Leucine, the amino acid that acts as the primary trigger for muscle protein synthesis, deserves specific attention here. The leucine threshold required to activate the mTOR pathway and initiate muscle building is higher in older adults than in younger ones. Animal-based proteins - meat, fish, eggs, dairy are generally richer in leucine per gram of protein than plant-based sources. This does not mean plant-based eating is incompatible with muscle maintenance after 40, but it does mean that plant-based older adults need to be more deliberate about total protein quantity and source variety to meet the leucine threshold at each meal.
Top 5 protein priorities after 40
- Aim for 1.2-1.6g of protein per kilogram of body weight per day. The current RDA of 0.8g/kg is likely insufficient for muscle preservation in middle age and beyond. Most active adults over 40 benefit from the higher end of this range.
- Distribute protein across three to four meals. As discussed, muscle protein synthesis is an episodic process requiring threshold leucine levels per meal. Concentrating most protein at dinner, which is common, means triggering the muscle-building signal only once daily.
- Prioritise leucine-rich sources. Eggs, Greek yoghurt, cottage cheese, white fish, chicken and legumes combined with grains all provide meaningful leucine. For plant-based eaters, adding leucine-rich combinations - rice and lentils, tofu with edamame - at each meal is a practical strategy.
- Combine protein with resistance exercise. The synergistic effect of protein ingestion around resistance training is well-established. Two to three sessions of progressive resistance exercise per week substantially reduces the blunting effect of anabolic resistance.
- Do not neglect protein at breakfast. Research on protein timing consistently shows that front-loading protein - particularly at breakfast - improves muscle protein synthesis across the day. A protein-rich breakfast anchors the anabolic signal from the first meal rather than the last.
References:
Breen, L., & Phillips, S. M. (2011). Skeletal muscle protein metabolism in the elderly: Interventions to counteract the anabolic resistance of ageing. Nutrition & Metabolism, 8, Article 68.

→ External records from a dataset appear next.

//! Behavior attachment.

use std::sync::Arc;

use crate::behavior::Behavior;
use crate::error::{ProxyError, Result};
use crate::proxy::{InterceptingProxy, RegistrationError};

/// Register `behaviors` on `proxy` in exactly the order given.
///
/// The first behavior becomes the outermost link of the chain. A behavior
/// whose required interfaces the proxy does not expose is refused here,
/// whatever the proxy's own registration would do.
pub fn attach(proxy: &mut dyn InterceptingProxy, behaviors: &[Arc<dyn Behavior>]) -> Result<()> {
    for (index, behavior) in behaviors.iter().enumerate() {
        let attached = match behavior
            .required_interfaces()
            .into_iter()
            .find(|i| !proxy.implements(i))
        {
            Some(missing) => Err(RegistrationError::MissingInterface {
                interface: missing.name().to_string(),
            }),
            None => proxy.add_behavior(Arc::clone(behavior)),
        };
        attached.map_err(|source| ProxyError::BehaviorAttachment {
            behavior: behavior.name().to_string(),
            index,
            source,
        })?;
    }
    Ok(())
}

Ishaq, I., Noreen, S., Maduabuchi Aja, P., & Atoki, A. V. (2025). Role of protein intake in maintaining muscle mass composition among elderly females suffering from sarcopenia. Frontiers in Nutrition, 12, Article 1595674.
Janssen, I., Heymsfield, S. B., & Ross, R. (2002). Low relative skeletal muscle mass is associated with functional impairment and physical disability. Journal of the American Geriatrics Society, 50(5), 889-896.
Stokes, T., Hector, A. J., Morton, R. W., McGlory, C., & Phillips, S. M. (2018). Recent perspectives regarding the role of dietary protein for the promotion of muscle hypertrophy with resistance exercise training. Nutrients, 10(2), Article 180.